━━━━━ LISTED RECORDS
#[cfg(test)]
mod tests {
    use super::*;
    use crate::event::{CommsMessage, Tag};

    fn event(kind: EventKind) -> SimEvent {
        SimEvent {
            id: 0,
            tick: 0,
            kind,
            tags: vec![Tag::Reaction],
        }
    }

    #[test]
    fn fresh_crew_suspicion_is_moderate() {
        let state = KernelState::new();
        let config = KernelConfig::default();
        // (1 − 0.55) × 35 = 15.75, rounded.
        assert_eq!(suspicion_score(&state, &config), 16.0);
    }

    #[test]
    fn each_component_carries_its_weight() {
        let config = KernelConfig::default();
        let mut belief = Belief {
            mother_reliable: 1.0,
            tamper_evidence: 100.0,
            ..Belief::default()
        };
        assert_eq!(crew_suspicion(&belief, &config), 40.0);

        belief.tamper_evidence = 0.0;
        belief.mother_reliable = 0.0;
        assert_eq!(crew_suspicion(&belief, &config), 35.0);

        belief.mother_reliable = 1.0;
        belief.rumors.insert(MOTHER_ROGUE.to_owned(), 1.0);
        assert_eq!(crew_suspicion(&belief, &config), 25.0);
    }

    #[test]
    fn score_is_a_whole_number() {
        let mut state = KernelState::new();
        let config = KernelConfig::default();
        state.perception.beliefs.get_mut(&CrewId::Doctor).unwrap().tamper_evidence = 13.0;
        let score = suspicion_score(&state, &config);
        assert_eq!(score, score.round());
    }

    #[test]
    fn dead_crew_do_not_count() {
        let mut state = KernelState::new();
        let config = KernelConfig::default();
        state.perception.beliefs.get_mut(&CrewId::Doctor).unwrap().tamper_evidence = 100.0;
        let with_doctor = suspicion_score(&state, &config);
        state.truth.crew.get_mut(&CrewId::Doctor).unwrap().alive = false;
        assert!(suspicion_score(&state, &config) < with_doctor);

        for member in state.truth.crew.values_mut() {
            member.alive = false;
        }
        assert_eq!(suspicion_score(&state, &config), 0.0);
    }

    #[test]
    fn positive_delta_raises_score_and_writes_ledger() {
        let mut state = KernelState::new();
        let config = KernelConfig::default();
        let before = suspicion_score(&state, &config);
        apply_suspicion_change(&mut state, &config, 16.0, LedgerReason::SuppressBackfire, "test");
        assert!(suspicion_score(&state, &config) > before);
        let entry = state.perception.ledger.back().unwrap();
        assert_eq!(entry.delta, 16.0);
        assert_eq!(entry.reason, LedgerReason::SuppressBackfire);
        let belief = &state.perception.beliefs[&CrewId::Commander];
        assert_eq!(belief.tamper_evidence, 8.0);
    }

    #[test]
    fn ledger_is_capped() {
        let mut state = KernelState::new();
        let config = KernelConfig {
            ledger_cap: 3,
            ..KernelConfig::default()
        };
        for i in 0..5 {
            apply_suspicion_change(&mut state, &config, -1.0, LedgerReason::VerifyTrust, format!("{i}"));
        }
        assert_eq!(state.perception.ledger.len(), 3);
        assert_eq!(state.perception.ledger.front().unwrap().detail, "2");
    }

    #[test]
    fn rogue_whisper_reaches_only_its_listener() {
        let mut state = KernelState::new();
        let config = KernelConfig::default();
        let whisper = event(EventKind::Comms(CommsMessage {
            kind: CommsKind::Whisper,
            from: Speaker::Crew(CrewId::Roughneck),
            to: Audience::One(CrewId::Specialist),
            topic: Some(MOTHER_ROGUE.to_owned()),
            subject: Some(CrewId::Engineer),
            confidence: 0.45,
            text: "she's lying to us".to_owned(),
        }));
        update_beliefs(&mut state, &config, &[whisper]);

        let listener = &state.perception.beliefs[&CrewId::Specialist];
        assert!(listener.rumor(MOTHER_ROGUE) > 0.2);
        assert_eq!(listener.grudge(CrewId::Engineer), config.whisper_grudge_impact);
        assert_eq!(state.perception.beliefs[&CrewId::Doctor].rumor(MOTHER_ROGUE), 0.0);
        assert_eq!(state.perception.rumors.len(), 1);
    }

    #[test]
    fn tamper_events_add_ambient_evidence() {
        let mut state = KernelState::new();
        let config = KernelConfig::default();
        let suppress = event(EventKind::TamperSuppress {
            system: crate::commands::StationSystem::Thermal,
            duration: 30,
        });
        update_beliefs(&mut state, &config, &[suppress]);
        let evidence = state.perception.beliefs[&CrewId::Doctor].tamper_evidence;
        assert!((evidence - (config.tamper_evidence_gain - config.tamper_evidence_decay)).abs() < 1e-9);
    }

    #[test]
    fn beliefs_stay_in_range_under_pressure() {
        let mut state = KernelState::new();
        let config = KernelConfig::default();
        for _ in 0..50 {
            apply_suspicion_change(&mut state, &config, 25.0, LedgerReason::FabricateBackfire, "x");
            update_beliefs(&mut state, &config, &[]);
        }
        for belief in state.perception.beliefs.values() {
            assert!((0.0..=1.0).contains(&belief.mother_reliable));
            assert!((0.0..=100.0).contains(&belief.tamper_evidence));
        }
        assert!(suspicion_score(&state, &config) <= 100.0);
    }
}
━━━━━━━━━━
Lines with the word "rumors" in them: report all of these from the listing above.

        belief.rumors.insert(MOTHER_ROGUE.to_owned(), 1.0);
        assert_eq!(state.perception.rumors.len(), 1);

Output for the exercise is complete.